Ocurre con el colesterol como con las noticias: cuando son buenos nadie habla de ellos. Pero ya que la prensa no va a cambiar su ancestral modus operandi de primar las malas noticias sobre las buenas, he decidido buscar aspectos positivos en esas malas noticias. Por ejemplo: Donald Trump es un despropósito y un insulto a la inteligencia humana, pero cada vez cuenta con menos apoyos. Daesh es un arma de exterminio tan cruel como gratuita, pero está perdiendo fuelle. Un partido tan importante para la estabilidad del país como el PSOE lleva dos años haciéndose el harakiri, pero al menos ya le ha dado boleto a Pedro Sánchez, capaz de venderse al mejor postor por una poltrona que le quedaba muy grande. Y así sucesivamente.
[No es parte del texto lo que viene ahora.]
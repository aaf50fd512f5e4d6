//! Outgoing mail message

use serde::{Deserialize, Serialize};

/// A message handed to the mail queue. Delivery is the worker's business.
#[derive(Debug, Clone, PartialEq, Eq, Serialize, Deserialize)]
pub struct MailData {
    pub to: String,
    pub from: String,
    pub subject: String,
    /// HTML body
    pub content: String,
    /// Template file wrapping `content`, if any
    pub template: Option<String>,
}
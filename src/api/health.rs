//! Liveness check

use axum::{extract::State, http::StatusCode, Json};
use serde::Serialize;
use utoipa::ToSchema;

use crate::{config::SessionBackendKind, AppState};

#[derive(Serialize, ToSchema)]
pub struct HealthResponse {
    /// `healthy`, or `degraded` when the repository cannot be read
    pub status: String,
    pub version: String,
    /// Rooms known to the repository
    pub rooms: usize,
    /// `redis` or `memory`
    pub sessions: String,
}

/// Report service health, reading the room list to check the repository
#[utoipa::path(
    get,
    path = "/health",
    tag = "health",
    responses(
        (status = 200, description = "Service is healthy", body = HealthResponse),
        (status = 503, description = "Repository unreachable", body = HealthResponse)
    )
)]
pub async fn health_check(State(state): State<AppState>) -> (StatusCode, Json<HealthResponse>) {
    let sessions = match state.config.session.backend {
        SessionBackendKind::Redis => "redis",
        SessionBackendKind::Memory => "memory",
    };

    let (code, status, rooms) = match state.services.availability.room_count().await {
        Ok(rooms) => (StatusCode::OK, "healthy", rooms),
        Err(e) => {
            tracing::error!("Health check failed: {}", e);
            (StatusCode::SERVICE_UNAVAILABLE, "degraded", 0)
        }
    };

    (
        code,
        Json(HealthResponse {
            status: status.to_string(),
            version: env!("CARGO_PKG_VERSION").to_string(),
            rooms,
            sessions: sessions.to_string(),
        }),
    )
}
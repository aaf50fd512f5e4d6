//! Posted form validation
//!
//! Every failing check appends a message under the field's name; the form is
//! valid when no message was recorded.

use std::collections::HashMap;

use serde::Serialize;
use validator::ValidateEmail;

/// Field-keyed validation messages
#[derive(Debug, Clone, Default, PartialEq, Eq, Serialize)]
pub struct FormErrors(HashMap<String, Vec<String>>);

impl FormErrors {
    pub fn add(&mut self, field: &str, message: impl Into<String>) {
        self.0.entry(field.to_string()).or_default().push(message.into());
    }

    /// First message recorded for `field`
    pub fn get(&self, field: &str) -> Option<&str> {
        self.0.get(field).and_then(|m| m.first()).map(String::as_str)
    }

    pub fn is_empty(&self) -> bool {
        self.0.is_empty()
    }
}

#[derive(Debug, Clone, Default, Serialize)]
pub struct Form {
    values: HashMap<String, String>,
    pub errors: FormErrors,
}

impl Form {
    pub fn new(values: HashMap<String, String>) -> Self {
        Self {
            values,
            errors: FormErrors::default(),
        }
    }

    /// Form over `values` with surrounding whitespace stripped, so checks
    /// and stored values agree
    pub fn trimmed(values: HashMap<String, String>) -> Self {
        Self::new(
            values
                .into_iter()
                .map(|(field, value)| (field, value.trim().to_string()))
                .collect(),
        )
    }

    /// Value of `field`, empty when absent
    pub fn get(&self, field: &str) -> &str {
        self.values.get(field).map(String::as_str).unwrap_or("")
    }

    /// Whether `field` was posted with a non-empty value
    pub fn has(&mut self, field: &str) -> bool {
        if self.get(field).is_empty() {
            self.errors.add(field, "This field cannot be blank");
            return false;
        }
        true
    }

    pub fn required(&mut self, fields: &[&str]) {
        for field in fields {
            if self.get(field).trim().is_empty() {
                self.errors.add(field, "This field cannot be blank");
            }
        }
    }

    pub fn min_length(&mut self, field: &str, length: usize) -> bool {
        if self.get(field).chars().count() < length {
            self.errors
                .add(field, format!("This field must be at least {} characters long", length));
            return false;
        }
        true
    }

    pub fn is_email(&mut self, field: &str) {
        if !self.get(field).validate_email() {
            self.errors.add(field, "Invalid email address");
        }
    }

    pub fn valid(&self) -> bool {
        self.errors.is_empty()
    }
}
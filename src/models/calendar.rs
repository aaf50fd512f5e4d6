//! Admin calendar views

use std::collections::BTreeMap;

use chrono::NaiveDate;
use serde::{Deserialize, Serialize};

use super::room::Room;

/// Per-day status of one room over one month: 0 = free, otherwise the id of
/// the reservation (reservation view) or restriction (block view) occupying
/// the day.
pub type DayStatusMap = BTreeMap<NaiveDate, i32>;

/// Both views of a room for the displayed month
#[derive(Debug, Clone, Serialize, Deserialize)]
pub struct RoomCalendar {
    pub room: Room,
    pub reservations: DayStatusMap,
    pub blocks: DayStatusMap,
}

/// A month of the admin calendar, every room included
#[derive(Debug, Clone, Serialize, Deserialize)]
pub struct CalendarMonth {
    pub year: i32,
    pub month: u32,
    pub first_day: NaiveDate,
    pub last_day: NaiveDate,
    pub rooms: Vec<RoomCalendar>,
}

impl CalendarMonth {
    pub fn days_in_month(&self) -> usize {
        (self.last_day - self.first_day).num_days() as usize + 1
    }
}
¿A quién podría interesarle saber que, por primera vez, un paciente con sida se ha curado por completo? ¿Por qué nos interesan menos las personas desaparecidas que felizmente regresan a su hogar que Diana Quer, de la que nada se sabe desde hace dos meses? ¿Para qué poner el énfasis en la lenta pero continua -pese a los agoreros- recuperación económica si podemos seguir hablando de la crisis?

No leemos la prensa para conocer los nuevos avances médicos o los casos de superación con final feliz, lo hacemos para ponernos al día sobre los cinco primates que supuestamente violaron a una joven en San Fermín o para enterarnos de que han encerrado en una celda de cristal al descuartizador de Pioz. La gran noticia no fue que la Agencia Espacial Europea (AEE) pusiera la sonda Schiaparelli rumbo a Marte, sino que se estrellara al aterrizar. Un pequeño fracaso siempre vende más que una gran victoria.

Violencia, enfermedades, crisis económicas, terrorismo, maltrato doméstico... Siempre habrá material informativo para recordarnos que el ser humano no tiene remedio. El misterio no es tanto por qué somos adictos las malas noticias, sino por qué las generamos.